Your assignment
Count how many lines in the entries below hold the string "await", and respond with that number only.
(Information)
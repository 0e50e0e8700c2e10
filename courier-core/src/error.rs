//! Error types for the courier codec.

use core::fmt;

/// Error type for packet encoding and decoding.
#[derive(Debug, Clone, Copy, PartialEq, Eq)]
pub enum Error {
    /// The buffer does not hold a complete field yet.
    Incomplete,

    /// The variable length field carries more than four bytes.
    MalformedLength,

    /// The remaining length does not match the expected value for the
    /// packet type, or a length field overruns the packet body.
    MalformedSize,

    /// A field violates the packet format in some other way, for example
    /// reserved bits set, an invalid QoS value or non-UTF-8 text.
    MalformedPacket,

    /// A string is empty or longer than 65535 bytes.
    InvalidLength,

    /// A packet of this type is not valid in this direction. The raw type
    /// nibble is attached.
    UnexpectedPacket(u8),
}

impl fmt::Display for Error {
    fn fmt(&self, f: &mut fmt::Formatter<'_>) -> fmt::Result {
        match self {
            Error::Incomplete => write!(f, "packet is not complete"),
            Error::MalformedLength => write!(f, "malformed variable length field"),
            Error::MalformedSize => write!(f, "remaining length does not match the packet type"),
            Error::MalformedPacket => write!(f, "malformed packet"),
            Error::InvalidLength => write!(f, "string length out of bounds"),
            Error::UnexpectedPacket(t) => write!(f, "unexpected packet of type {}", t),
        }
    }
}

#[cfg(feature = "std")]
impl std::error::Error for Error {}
(End Information)
(Information)
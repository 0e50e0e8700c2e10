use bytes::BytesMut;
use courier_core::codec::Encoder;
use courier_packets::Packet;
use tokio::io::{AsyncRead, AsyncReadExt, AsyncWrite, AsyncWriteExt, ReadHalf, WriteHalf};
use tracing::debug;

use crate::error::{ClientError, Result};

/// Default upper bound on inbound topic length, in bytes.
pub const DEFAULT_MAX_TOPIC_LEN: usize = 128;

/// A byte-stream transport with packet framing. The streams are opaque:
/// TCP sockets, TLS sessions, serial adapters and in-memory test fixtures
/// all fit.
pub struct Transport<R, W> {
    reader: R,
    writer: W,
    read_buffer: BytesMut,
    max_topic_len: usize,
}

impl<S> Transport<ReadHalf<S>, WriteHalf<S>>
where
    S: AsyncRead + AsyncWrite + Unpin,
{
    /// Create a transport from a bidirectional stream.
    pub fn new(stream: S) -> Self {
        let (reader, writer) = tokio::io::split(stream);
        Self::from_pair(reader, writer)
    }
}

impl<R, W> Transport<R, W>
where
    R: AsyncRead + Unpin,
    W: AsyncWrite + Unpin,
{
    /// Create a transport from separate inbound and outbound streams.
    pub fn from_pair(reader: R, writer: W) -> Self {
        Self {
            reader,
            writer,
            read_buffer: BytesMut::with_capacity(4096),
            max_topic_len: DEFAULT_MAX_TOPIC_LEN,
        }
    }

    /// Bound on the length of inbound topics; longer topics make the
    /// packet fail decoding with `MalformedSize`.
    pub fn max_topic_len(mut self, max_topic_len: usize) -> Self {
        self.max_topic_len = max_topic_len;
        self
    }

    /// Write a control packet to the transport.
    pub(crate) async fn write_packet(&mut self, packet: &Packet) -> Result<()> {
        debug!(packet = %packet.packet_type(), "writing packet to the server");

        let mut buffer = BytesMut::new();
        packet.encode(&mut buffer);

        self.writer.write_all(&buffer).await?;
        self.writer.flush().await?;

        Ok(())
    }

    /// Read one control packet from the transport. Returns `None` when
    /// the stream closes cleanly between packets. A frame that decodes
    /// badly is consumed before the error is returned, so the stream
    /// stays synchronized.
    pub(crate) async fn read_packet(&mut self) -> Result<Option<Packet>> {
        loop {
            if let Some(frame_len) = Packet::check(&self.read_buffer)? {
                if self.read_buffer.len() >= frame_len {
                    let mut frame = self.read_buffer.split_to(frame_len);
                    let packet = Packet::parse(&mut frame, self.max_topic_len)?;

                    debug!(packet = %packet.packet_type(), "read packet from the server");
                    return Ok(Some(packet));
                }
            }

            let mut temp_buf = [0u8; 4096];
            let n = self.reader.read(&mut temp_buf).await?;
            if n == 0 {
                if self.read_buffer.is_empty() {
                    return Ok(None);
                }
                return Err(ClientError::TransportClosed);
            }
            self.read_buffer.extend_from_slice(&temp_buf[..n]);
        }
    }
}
(End Information)
Task response
3